From a Christian perspective, is it true that Christians must cease their opposition to same-sex marriage in order to reach out to those who struggle with same-sex attraction? Unsure, most Christians remain silent. They disagree with being herded onto the same-sex bandwagon, but they just don’t know how to resist without coming across as mean-spirited.
That’s why we’re glad to see the new book Same-Sex Marriage: A Thoughtful Approach to God’s Design for Marriage by Summit instructors Sean McDowell and John Stonestreet. They passionately advocate man/woman marriage and yet recognize that in our daily lives we must stand for truth with compassionate clarity, not cynical contentiousness.

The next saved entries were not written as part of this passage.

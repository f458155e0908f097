//! Visit resolution: deciding whether an actor may enter a cell, and doing it.
//!
//! Every change of an actor's head location goes through [`visit`]: player
//! moves, pushed blocks, enemy steps, projectiles, factory spawns and initial
//! placement. A visit has a check phase and an execute phase.
//!
//! # Check ([`plan_visit`])
//!
//! 1. The mover must be stationary and the target inside the grid.
//! 2. The target cell must accept the mover (`Cell::check_pass`).
//! 3. The actors already at the target (residents) are ordered by descending
//!    dominance against the mover, ties keeping z-order.
//! 4. For each resident the side with the higher dominance against the other
//!    becomes master; the mover wins ties.
//! 5. Every master must accept its slave. One refusal rejects the visit.
//!
//! # Execute ([`visit`])
//!
//! 6. The terrain's entry effects run ([`terrain::pass`]).
//! 7. Each encounter's interaction runs in order ([`interaction::interact`]).
//!    The first refusal aborts the visit; effects of earlier steps stay.
//! 8. The mover's head moves to the target. Its trailing location stays put
//!    so the slide animates, except on placement where both snap.
//!
//! Per-frame actor behaviour that drives visits lives in [`behavior`].

pub mod behavior;
pub mod interaction;
pub mod terrain;

use tracing::trace;

use crate::actor::ActorId;
use crate::events::GridEvent;
use crate::grid::Grid;
use crate::location::{Direction, Location};

/// One mover/resident pairing within a visit.
#[derive(Debug, Clone, Copy, PartialEq, Eq)]
pub struct Encounter {
    /// Side that decides the outcome.
    pub master: ActorId,
    /// Side the master acts on.
    pub slave: ActorId,
    /// The actor entering the cell; either `master` or `slave`.
    pub mover: ActorId,
    /// Mover's head before the visit; invalid during placement.
    pub from: Location,
    /// Cell being entered.
    pub target: Location,
}

impl Encounter {
    /// Direction of travel, `None` when placing from nowhere.
    #[must_use]
    pub fn direction(&self) -> Option<Direction> {
        Direction::between(self.from, self.target)
    }

    /// True if the mover is the master.
    #[must_use]
    pub fn mover_is_master(&self) -> bool {
        self.master == self.mover
    }
}

/// Runs the check phase of a visit without side effects.
///
/// Returns the encounters that the execute phase would run, in order, or
/// `None` if the visit is rejected.
///
/// # Panics
///
/// Panics if `mover` is not an actor of `grid`.
#[must_use]
pub fn plan_visit(grid: &Grid, mover: ActorId, target: Location) -> Option<Vec<Encounter>> {
    let actor = grid.expect_actor(mover);
    if actor.component().is_moving() || !grid.in_bounds(target) {
        return None;
    }
    if grid
        .cell_at(target)
        .is_some_and(|cell| !cell.check_pass(actor))
    {
        return None;
    }

    let from = actor.component().head();
    let mut encounters = Vec::new();
    for resident in grid.residents_at(Some(mover), target) {
        let other = grid.expect_actor(resident);
        let (master, slave) = if actor.dominance_for(Some(other)) >= other.dominance_for(Some(actor)) {
            (mover, resident)
        } else {
            (resident, mover)
        };
        let encounter = Encounter {
            master,
            slave,
            mover,
            from,
            target,
        };
        if !interaction::check_interact(grid, &encounter) {
            return None;
        }
        encounters.push(encounter);
    }
    Some(encounters)
}

/// Checks and executes a visit. Returns whether the mover entered `target`.
pub(crate) fn visit(grid: &mut Grid, mover: ActorId, target: Location) -> bool {
    let Some(encounters) = plan_visit(grid, mover, target) else {
        trace!(actor = %mover, %target, "visit rejected");
        return false;
    };
    let from = grid.expect_actor(mover).component().head();

    if !terrain::pass(grid, mover, target) {
        trace!(actor = %mover, %target, "terrain refused entry");
        return false;
    }
    for encounter in &encounters {
        if !interaction::interact(grid, encounter) {
            trace!(actor = %mover, %target, master = %encounter.master, "interaction aborted visit");
            return false;
        }
    }

    let cell_size = grid.cell_size();
    let Some(actor) = grid.actor_mut(mover) else {
        return false;
    };
    if from.is_valid() {
        actor.component_mut().set_head(target);
        grid.emit(GridEvent::Moved {
            actor: mover,
            from,
            to: target,
        });
    } else {
        actor.component_mut().snap_to(target, cell_size);
    }
    true
}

McDowell and Stonestreet show how to faithfully answer the talking points of same-sex marriage advocates and how to engage the culture winsomely — even if by doing so they risk social or legal sanction. I hope you’ll get the book soon (available in the Summit bookstore) and enter the discussion.
So what does the future hold for Christians who insist that man/woman marriage is both biblical and society’s best chance for flourishing? In the long run, it looks like same-sex marriage propagandists will overplay their hand as most of history’s propagandists have done. Peripheral persuasion based on self-righteous celebrity proclamations and public shaming is more fragile than it appears because it doesn’t engage people at a deep level — it just seeks to shut them up.
Meanwhile, though, Christian businesses are being shut down, civil service employees are being marginalized, and neighbors are at odds with one another. All because of expressing the simple belief — which just about everyone in the world today and in all of history past has believed — that man/woman marriage is a cultural good that makes society better for all of us.
In the end, our hope does not lie in what same-sex marriage advocates do or don’t do. Our hope lies in knowing that we live in a world in which Christ has risen. It is in this great hope that we speak the truth in love.